Things get interesting when another gang of robbers who have already established roots in the crime decides to rob the same bank on the same day with heavy weaponry. Bonds are developed among criminals but as they say, there is no honor among thieves, things get ugly.
The storyline is a long one, written in more 590 pages, it intelligently unfolds every event and the reason behind the action taken which helps a reader like me to develop perspective. This also keeps it interesting until the end. The theme does not only revolves around the crime that is committed but every emotion exposure each character go through which leads to a thrilling drama that is lightened by occasional comic moments.

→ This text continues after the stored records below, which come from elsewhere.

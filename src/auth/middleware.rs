//! Bearer-token gate for protected routes.
//!
//! Verification is stateless: only the signature and expiry of the access
//! token are checked, the user store is never consulted. A deleted identity's
//! access token keeps working until it expires.

use axum::{
    extract::{FromRequestParts, Request, State},
    http::{HeaderMap, header, request::Parts},
    middleware::Next,
    response::Response,
};
use std::sync::Arc;
use tracing::debug;

use super::errors::AuthError;
use crate::api::ApiError;
use crate::jwt::{JwtConfig, TokenVerdict};

/// Identity attached to a request by [`require_auth`].
#[derive(Debug, Clone)]
pub struct AuthenticatedUser {
    /// Identity UUID from the token subject
    pub id: String,
    /// Email, when the access token carries one
    pub email: Option<String>,
}

/// Extract the token from an `Authorization: Bearer <token>` header.
pub fn bearer_token(headers: &HeaderMap) -> Option<&str> {
    let value = headers.get(header::AUTHORIZATION)?.to_str().ok()?;
    let (scheme, token) = value.trim().split_once(' ')?;
    let token = token.trim();
    if !scheme.eq_ignore_ascii_case("bearer") || token.is_empty() {
        return None;
    }
    Some(token)
}

/// Middleware rejecting requests without a valid access token.
/// On success the [`AuthenticatedUser`] is inserted into the request extensions.
pub async fn require_auth(
    State(jwt): State<Arc<JwtConfig>>,
    mut request: Request,
    next: Next,
) -> Result<Response, ApiError> {
    let token = bearer_token(request.headers()).ok_or(AuthError::MissingBearer)?;

    match jwt.verify_access(token).map_err(AuthError::from)? {
        TokenVerdict::Valid(claims) => {
            request.extensions_mut().insert(AuthenticatedUser {
                id: claims.sub,
                email: claims.email,
            });
            Ok(next.run(request).await)
        }
        other => {
            debug!(verdict = other.label(), "Rejected access token");
            Err(AuthError::InvalidToken(other.label()).into())
        }
    }
}

impl<S> FromRequestParts<S> for AuthenticatedUser
where
    S: Send + Sync,
{
    type Rejection = ApiError;

    async fn from_request_parts(parts: &mut Parts, _state: &S) -> Result<Self, Self::Rejection> {
        parts
            .extensions
            .get::<AuthenticatedUser>()
            .cloned()
            .ok_or_else(|| AuthError::MissingBearer.into())
    }
}

#[cfg(test)]
mod tests {
    use super::*;
    use axum::http::HeaderValue;

    fn headers(value: &'static str) -> HeaderMap {
        let mut headers = HeaderMap::new();
        headers.insert(header::AUTHORIZATION, HeaderValue::from_static(value));
        headers
    }

    #[test]
    fn test_bearer_token_simple() {
        assert_eq!(bearer_token(&headers("Bearer abc.def.ghi")), Some("abc.def.ghi"));
    }

    #[test]
    fn test_bearer_scheme_case_insensitive() {
        assert_eq!(bearer_token(&headers("bearer abc")), Some("abc"));
    }

    #[test]
    fn test_bearer_token_missing() {
        assert_eq!(bearer_token(&HeaderMap::new()), None);
        assert_eq!(bearer_token(&headers("Bearer")), None);
        assert_eq!(bearer_token(&headers("Bearer   ")), None);
        assert_eq!(bearer_token(&headers("Basic dXNlcjpwdw==")), None);
    }
}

I never expected this novel to be a thrilling one. The plot did sound interesting at the start and looking at the length of the book, I did wonder how the author will reach the conclusion of this tale which is full of twists and turns. He is imagination and construction of plot did exceed my expectations and so did his writing style. Written from a third person’s narrative there is not a single element I could find the can be said as a dragging one. He even provides insight into Chennai’s culture and its geography which I am nothing but unfamiliar. The characterization could have been better but I do not solely blame the author since there is a huge cast to manage.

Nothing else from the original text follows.